According to Jewish tradition Jesus was not the first person to have palm branches waving as he marched into Jerusalem.  Over a hundred years prior the Jewish crowds had waved palm branches as a symbol of the Maccabean victory over the Greeks.

And so as Jesus rides into Jerusalem on the eve of Passover, the great festival of their ancestors freedom from slavery in Egypt, the question for the Jews and the Romans alike is what kind of king is Jesus?  The crowd waved palms as a symbol of victory over their oppressors.  They spread their cloaks in homage to their king.  This was rebellion against Rome.

Everyone thought Jesus came to be a political king.  The Jews saw his arrival in Jerusalem for Passover as the perfect time to begin his uprising.  Little did they know His plans were so much greater.

The people wanted a rebellion.  Jesus came to start a revolution.  They wanted to seize power, Jesus came to lay down his power for us (Phil 2:5-11).  The crowd underestimated the extent of Jesus's kingdom.  And often we do too.

I like to think somehow Jesus is only king over segments of my life, my moral behavior, or the "spiritual" portions, as if his truth and his kingdom do not affect all aspects of who I am.  The truth is we all have been seduced by the appeals of empire, and have accepted the values of this world as "normal".  But Jesus is not just an addendum to my nice comfortable life.  

In reality Jesus's plans are so much greater than mine.  His ways are more encompassing than we want to believe.  I have to surrender more than I expected.  I am still learning the extent of what truly following Jesus costs.  My hope is to one day leave the empire behind completely and to be free from the propaganda.
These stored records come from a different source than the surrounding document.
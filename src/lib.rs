//! # GitHub Backup
//!
//! Mirror every repository of a GitHub account into a local directory.
//!
//! Repositories missing from the destination are cloned, and every remote
//! branch except `HEAD` and `master` gets a local tracking branch. Repositories
//! already present are fetched and their tracking branches fast-forwarded.
//! A failure in one repository is logged and recorded, and the run moves on.
//!
//! ## Quick Start
//!
//! ```rust,no_run
//! use github_backup::prelude::*;
//!
//! // Public repositories only
//! let client = GitHubClient::anonymous();
//! let repos = client.list_repos("octocat")?;
//!
//! let report = Backup::new("./octocat", GitCli::new()).run(&repos)?;
//! for failed in report.failures() {
//!     eprintln!("{} failed", failed.name);
//! }
//! # Ok::<(), github_backup::error::BackupError>(())
//! ```
//!
//! ## Private Repositories
//!
//! ```rust,no_run
//! use github_backup::prelude::*;
//!
//! let client = GitHubClient::with_credentials(Credentials::new("octocat", "ghp_token"));
//! let repos = client.list_repos("octocat")?;
//! # Ok::<(), github_backup::error::BackupError>(())
//! ```

pub mod backup;
pub mod error;
pub mod git;
pub mod github;
pub mod workdir;

/// Prelude for convenient imports.
pub mod prelude {
    pub use crate::backup::{Backup, BackupReport, RepoOutcome, SyncAction, SyncStatus};
    pub use crate::error::{BackupError, Result};
    pub use crate::git::{GitCli, GitRunner};
    pub use crate::github::{Credentials, GitHubClient, GitHubRepo, RepoFilterExt, RepoOps};
    pub use crate::workdir::WorkdirGuard;
}

pub use prelude::*;
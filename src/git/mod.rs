//! Git operations needed to mirror a repository.
//!
//! [`GitRunner`] is the seam between the sync executor and git itself.
//! [`GitCli`] drives the system `git` executable; tests plug in fakes.
//!
//! Every method except [`GitRunner::clone_repo`] acts on the repository in
//! the current working directory, so callers enter the checkout with a
//! [`WorkdirGuard`](crate::workdir::WorkdirGuard) first.
//!
//! # Example
//!
//! ```rust,no_run
//! use github_backup::git::{GitCli, GitRunner};
//! use github_backup::workdir::WorkdirGuard;
//!
//! let git = GitCli::new();
//! let _guard = WorkdirGuard::enter("./mirror/foo")?;
//! git.update()?;
//! # Ok::<(), github_backup::error::BackupError>(())
//! ```

mod branch;
mod cli;

pub use branch::{LocalBranch, TrackedBranch, branches_to_track, parse_local_branches};
pub use cli::GitCli;

use crate::error::Result;
use std::path::Path;

/// The git operations the sync executor relies on.
pub trait GitRunner {
    /// Clone `url` quietly into `target`.
    fn clone_repo(&self, url: &str, target: &Path) -> Result<()>;

    /// List remote-tracking branches as `<remote>/<branch>`.
    fn remote_branches(&self) -> Result<Vec<String>>;

    /// Create local branch `local` tracking `remote`.
    fn track_branch(&self, local: &str, remote: &str) -> Result<()>;

    /// Fetch every remote and fast-forward the local branches that track them.
    fn update(&self) -> Result<()>;
}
I love that hosanna means "save now".  Here we have the crowd cheering "save now, save now" without understanding Jesus has come to die for our sins so we may be saved.  Jesus in his goodness knows what we really need.  He understands our desperation better than we do.  And he is faithful to answer us even when we do not understand.

So let us wave our palm branches in protest of the empire which has seduced us into complacency.  Let us walk in the ways of the kingdom as exiles not a part of this world.  May we proclaim truth and fight injustice, starting with the injustice in our own lives.  Jesus please "save now" because I need you to save me.